Il paraît qu’on a tous des problèmes psychologiques, que c’est ça qui fait de nous des êtres sensibles. C’est assez rassurant… Par exemple, hier, j’étais dans un magasin de vêtements bon marché où on peut acheter du linge de corps pour trois fois rien. J’avais dans mon panier 24 paires de chaussettes, autant de petites culottes pour mes filles, de slips pour mes garçons, 9 pyjamas en pilou, 15 chemisettes en coton… Une fois à la caisse, la vendeuse essayait de tout mettre dans un seul sac en plastic. Elle poussait le linge, le comprimait comme elle pouvait. Excédée de voir mes achats malmenés ainsi, j’ai sorti une réplique du genre « C’est bon, là, vous pouvez pas prendre un deuxième sac ? Je vais rentrer chez moi avec des loques si vous continuez! » Après, il s’est produit une scène comme on n’en voit que dans les séries américaines : elle s’est mise à renifler, à pleurnicher qu’elle en avait marre que les gens la harcèlent pour les sacs, que c’était pas elle qui était responsable du règlement, qu’elle allait appeler la responsable et déchirer toutes mes culottes et puis d’ailleurs, j’avais qu’à partir et jamais revenir si j’étais pas contente ( ???). La responsable, alertée par son vacarme, est arrivée en m’accablant de reproches : à l’heure du recyclage, on vient avec son sac ! et puis si on veut de jolis sacs, on va à côté où la petite culotte coûte 30 euros non mais sans blague ! elle en a ras le scanner de mettre un peu de bon sens dans la cervelle des clientes qui n’ont rien à faire des règlements ! un sac par client c’est un sac par client point barre !!! alors dehors et que je me dépêche d’emporter mon sac où elle va s’énerver non mais pour qui je me prends ? elle aura tout vu et tout entendu !

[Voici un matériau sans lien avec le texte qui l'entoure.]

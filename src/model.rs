//! Scalar values and the records built from them.

use serde::{Deserialize, Serialize};
use std::cmp::Ordering;
use std::collections::BTreeMap;
use std::fmt;
use std::hash::{Hash, Hasher};

/// Position of a record in a [`RecordStore`](crate::RecordStore).
pub type SlotId = usize;

/// A scalar field value.
///
/// `Null` is the sentinel for a missing value. Values are totally ordered so
/// they can key an index: `Null < Bool < numbers < Str`, where `Int` and
/// `Float` compare numerically with each other.
#[derive(Debug, Clone, Serialize, Deserialize)]
#[serde(untagged)]
pub enum Value {
    /// Missing or unknown.
    Null,
    /// Boolean flag.
    Bool(bool),
    /// Signed integer.
    Int(i64),
    /// Floating point number.
    Float(f64),
    /// UTF-8 text.
    Str(String),
}

/// The variant of a [`Value`], without its payload.
#[derive(Debug, Clone, Copy, PartialEq, Eq, Hash, Serialize, Deserialize)]
#[serde(rename_all = "lowercase")]
pub enum ValueKind {
    /// [`Value::Null`]
    Null,
    /// [`Value::Bool`]
    Bool,
    /// [`Value::Int`]
    Int,
    /// [`Value::Float`]
    Float,
    /// [`Value::Str`]
    Str,
}

impl ValueKind {
    /// Whether a value may be stored in a field declared with this kind.
    /// `Null` is accepted everywhere and integers widen to floats.
    pub fn accepts(self, value: &Value) -> bool {
        match (self, value) {
            (_, Value::Null) => true,
            (ValueKind::Float, Value::Int(_)) => true,
            (kind, value) => kind == value.kind(),
        }
    }
}

impl fmt::Display for ValueKind {
    fn fmt(&self, f: &mut fmt::Formatter<'_>) -> fmt::Result {
        let name = match self {
            ValueKind::Null => "null",
            ValueKind::Bool => "bool",
            ValueKind::Int => "int",
            ValueKind::Float => "float",
            ValueKind::Str => "str",
        };
        f.write_str(name)
    }
}

impl Value {
    /// Variant tag of this value.
    pub fn kind(&self) -> ValueKind {
        match self {
            Value::Null => ValueKind::Null,
            Value::Bool(_) => ValueKind::Bool,
            Value::Int(_) => ValueKind::Int,
            Value::Float(_) => ValueKind::Float,
            Value::Str(_) => ValueKind::Str,
        }
    }

    /// True for the `Null` sentinel.
    pub fn is_null(&self) -> bool {
        matches!(self, Value::Null)
    }

    /// The integer payload, if this is an `Int`.
    pub fn as_i64(&self) -> Option<i64> {
        match self {
            Value::Int(v) => Some(*v),
            _ => None,
        }
    }

    /// Numeric payload as a float; integers widen.
    pub fn as_f64(&self) -> Option<f64> {
        match self {
            Value::Int(v) => Some(*v as f64),
            Value::Float(v) => Some(*v),
            _ => None,
        }
    }

    /// Borrowed text, if this is a `Str`.
    pub fn as_str(&self) -> Option<&str> {
        match self {
            Value::Str(v) => Some(v),
            _ => None,
        }
    }

    fn rank(&self) -> u8 {
        match self {
            Value::Null => 0,
            Value::Bool(_) => 1,
            Value::Int(_) | Value::Float(_) => 2,
            Value::Str(_) => 3,
        }
    }
}

/// Orders floats by value, with `-0.0 == 0.0`; NaNs sit at the ends by sign.
fn cmp_f64(a: f64, b: f64) -> Ordering {
    a.partial_cmp(&b).unwrap_or_else(|| a.total_cmp(&b))
}

/// Exact comparison of an integer against a float.
fn cmp_int_float(a: i64, b: f64) -> Ordering {
    if b.is_nan() {
        return if b.is_sign_negative() {
            Ordering::Greater
        } else {
            Ordering::Less
        };
    }
    match (a as f64).partial_cmp(&b) {
        // `b` is integral and within 2^63 here, so the i128 cast is exact.
        Some(Ordering::Equal) | None => (a as i128).cmp(&(b as i128)),
        Some(ord) => ord,
    }
}

impl Ord for Value {
    fn cmp(&self, other: &Self) -> Ordering {
        match (self, other) {
            (Value::Null, Value::Null) => Ordering::Equal,
            (Value::Bool(a), Value::Bool(b)) => a.cmp(b),
            (Value::Int(a), Value::Int(b)) => a.cmp(b),
            (Value::Float(a), Value::Float(b)) => cmp_f64(*a, *b),
            (Value::Int(a), Value::Float(b)) => cmp_int_float(*a, *b),
            (Value::Float(a), Value::Int(b)) => cmp_int_float(*b, *a).reverse(),
            (Value::Str(a), Value::Str(b)) => a.cmp(b),
            _ => self.rank().cmp(&other.rank()),
        }
    }
}

impl PartialOrd for Value {
    fn partial_cmp(&self, other: &Self) -> Option<Ordering> {
        Some(self.cmp(other))
    }
}

impl PartialEq for Value {
    fn eq(&self, other: &Self) -> bool {
        self.cmp(other) == Ordering::Equal
    }
}

impl Eq for Value {}

impl Hash for Value {
    fn hash<H: Hasher>(&self, state: &mut H) {
        state.write_u8(self.rank());
        match self {
            Value::Null => {}
            Value::Bool(v) => v.hash(state),
            Value::Int(v) => v.hash(state),
            Value::Float(v) => {
                // Integral floats must hash like the equal `Int`.
                if v.fract() == 0.0 && *v >= -9.223_372_036_854_775_808e18 && *v < 9.223_372_036_854_775_808e18 {
                    (*v as i64).hash(state);
                } else {
                    state.write_u64(v.to_bits());
                }
            }
            Value::Str(v) => v.hash(state),
        }
    }
}

impl fmt::Display for Value {
    fn fmt(&self, f: &mut fmt::Formatter<'_>) -> fmt::Result {
        match self {
            Value::Null => f.write_str("null"),
            Value::Bool(v) => write!(f, "{v}"),
            Value::Int(v) => write!(f, "{v}"),
            Value::Float(v) => write!(f, "{v}"),
            Value::Str(v) => f.write_str(v),
        }
    }
}

impl From<bool> for Value {
    fn from(value: bool) -> Self {
        Value::Bool(value)
    }
}

impl From<i64> for Value {
    fn from(value: i64) -> Self {
        Value::Int(value)
    }
}

impl From<i32> for Value {
    fn from(value: i32) -> Self {
        Value::Int(i64::from(value))
    }
}

impl From<u32> for Value {
    fn from(value: u32) -> Self {
        Value::Int(i64::from(value))
    }
}

impl From<f64> for Value {
    fn from(value: f64) -> Self {
        Value::Float(value)
    }
}

impl From<&str> for Value {
    fn from(value: &str) -> Self {
        Value::Str(value.to_string())
    }
}

impl From<String> for Value {
    fn from(value: String) -> Self {
        Value::Str(value)
    }
}

impl<T: Into<Value>> From<Option<T>> for Value {
    fn from(value: Option<T>) -> Self {
        value.map_or(Value::Null, Into::into)
    }
}

/// A named set of scalar fields. Only indexed fields are inspected by the
/// store; everything else is carried as payload.
#[derive(Debug, Clone, Default, PartialEq, Serialize, Deserialize)]
#[serde(transparent)]
pub struct Record {
    fields: BTreeMap<String, Value>,
}

impl Record {
    /// Record with no fields.
    pub fn new() -> Self {
        Self::default()
    }

    /// Builder-style field assignment.
    pub fn with(mut self, field: impl Into<String>, value: impl Into<Value>) -> Self {
        self.fields.insert(field.into(), value.into());
        self
    }

    /// Value of `field`, if set.
    pub fn get(&self, field: &str) -> Option<&Value> {
        self.fields.get(field)
    }

    /// Sets `field`, returning the previous value if there was one.
    pub fn set(&mut self, field: impl Into<String>, value: impl Into<Value>) -> Option<Value> {
        self.fields.insert(field.into(), value.into())
    }

    /// Drops `field`, returning its value.
    pub fn remove(&mut self, field: &str) -> Option<Value> {
        self.fields.remove(field)
    }

    /// Whether `field` is set, even to `Null`.
    pub fn contains(&self, field: &str) -> bool {
        self.fields.contains_key(field)
    }

    /// Number of fields.
    pub fn len(&self) -> usize {
        self.fields.len()
    }

    /// True when no field is set.
    pub fn is_empty(&self) -> bool {
        self.fields.is_empty()
    }

    /// Fields in name order.
    pub fn iter(&self) -> impl Iterator<Item = (&str, &Value)> {
        self.fields.iter().map(|(k, v)| (k.as_str(), v))
    }
}

impl<K: Into<String>, V: Into<Value>> FromIterator<(K, V)> for Record {
    fn from_iter<I: IntoIterator<Item = (K, V)>>(iter: I) -> Self {
        Self {
            fields: iter
                .into_iter()
                .map(|(k, v)| (k.into(), v.into()))
                .collect(),
        }
    }
}

#[cfg(test)]
mod tests {
    use super::*;
    use std::collections::hash_map::DefaultHasher;

    fn hash_of(value: &Value) -> u64 {
        let mut hasher = DefaultHasher::new();
        value.hash(&mut hasher);
        hasher.finish()
    }

    #[test]
    fn numeric_values_compare_across_variants() {
        assert!(Value::Int(12) < Value::Float(15.0));
        assert!(Value::Float(12.5) > Value::Int(12));
        assert_eq!(Value::Int(20), Value::Float(20.0));
        assert_eq!(hash_of(&Value::Int(20)), hash_of(&Value::Float(20.0)));
        assert_eq!(Value::Float(-0.0), Value::Float(0.0));
    }

    #[test]
    fn int_float_comparison_is_exact_near_the_limits() {
        assert!(Value::Int(i64::MAX) < Value::Float(9.223_372_036_854_775_808e18));
        assert!(Value::Int((1 << 53) + 1) > Value::Float((1u64 << 53) as f64));
    }

    #[test]
    fn nan_is_ordered_not_panicking() {
        let nan = Value::Float(f64::NAN);
        assert!(nan > Value::Float(f64::INFINITY));
        assert!(nan > Value::Int(i64::MAX));
        assert_eq!(nan.cmp(&nan), Ordering::Equal);
    }

    #[test]
    fn ranks_order_mixed_kinds() {
        let mut values = vec![
            Value::from("a"),
            Value::Int(3),
            Value::Null,
            Value::Bool(true),
        ];
        values.sort();
        assert_eq!(
            values,
            vec![Value::Null, Value::Bool(true), Value::Int(3), Value::from("a")]
        );
    }

    #[test]
    fn kind_acceptance_widens_ints() {
        assert!(ValueKind::Float.accepts(&Value::Int(3)));
        assert!(ValueKind::Int.accepts(&Value::Null));
        assert!(!ValueKind::Int.accepts(&Value::Float(3.5)));
        assert!(!ValueKind::Str.accepts(&Value::Bool(false)));
    }

    #[test]
    fn record_builder_and_json_shape() {
        let record = Record::new().with("appid", 7).with("name", "portal");
        assert_eq!(record.get("appid"), Some(&Value::Int(7)));
        let json = serde_json::to_string(&record).unwrap();
        assert_eq!(json, r#"{"appid":7,"name":"portal"}"#);
    }

    #[test]
    fn record_field_removal() {
        let mut record = Record::new().with("appid", 7).with("name", "portal");
        assert_eq!(record.remove("name"), Some(Value::from("portal")));
        assert_eq!(record.remove("name"), None);
        assert!(!record.contains("name"));
        assert_eq!(record.len(), 1);
    }

    #[test]
    fn accessors_match_only_their_variant() {
        assert_eq!(Value::from("valve").as_str(), Some("valve"));
        assert_eq!(Value::Int(4).as_str(), None);
        assert_eq!(Value::Int(4).as_i64(), Some(4));
        assert_eq!(Value::Int(4).as_f64(), Some(4.0));
        assert_eq!(Value::Null.as_f64(), None);
    }
}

Voilà. Avec mon sac je suis sortie, un peu choquée mais pas tant que ça parce que je venais de terminer « American psycho » et que, ma foi, les deux femmes ont eu de la chance : il y en a qui se seraient emballés pour moins que ça. Patrick Bateman, par exemple, le héros (que le terme lui sied mal..), lui, il serait revenu le soir pour trucider les deux râleuses, les aurait sciées en deux après avoir sauvagement abusé d’elles (en même temps), aurait arraché les lobes de leurs oreilles avec ses dents, mis un rat dans une partie bien précise de leur anatomie avant de les décapiter et de mettre leur tête au four à micro-ondes et leurs intestins à bouillir dans la marmite. Vous voyez ? On a tous des problèmes psychologiques sauf qu’on ne les gère pas tous de la même façon. Moi, j’ai juste fait une gentille petite crise d’hystérie en racontant ça à mon mari : « Non mais tu entends ce que je te raconte ? Oh ! je te parle ! Tu t’en fiches, c’est ça ? Dis-le si tu t’en fiches qu’on m’humilie quand je fais mes courses ! Tu ne dis rien ? Donc tu t’en fiches ! Très bien, tu l’auras voulu ! »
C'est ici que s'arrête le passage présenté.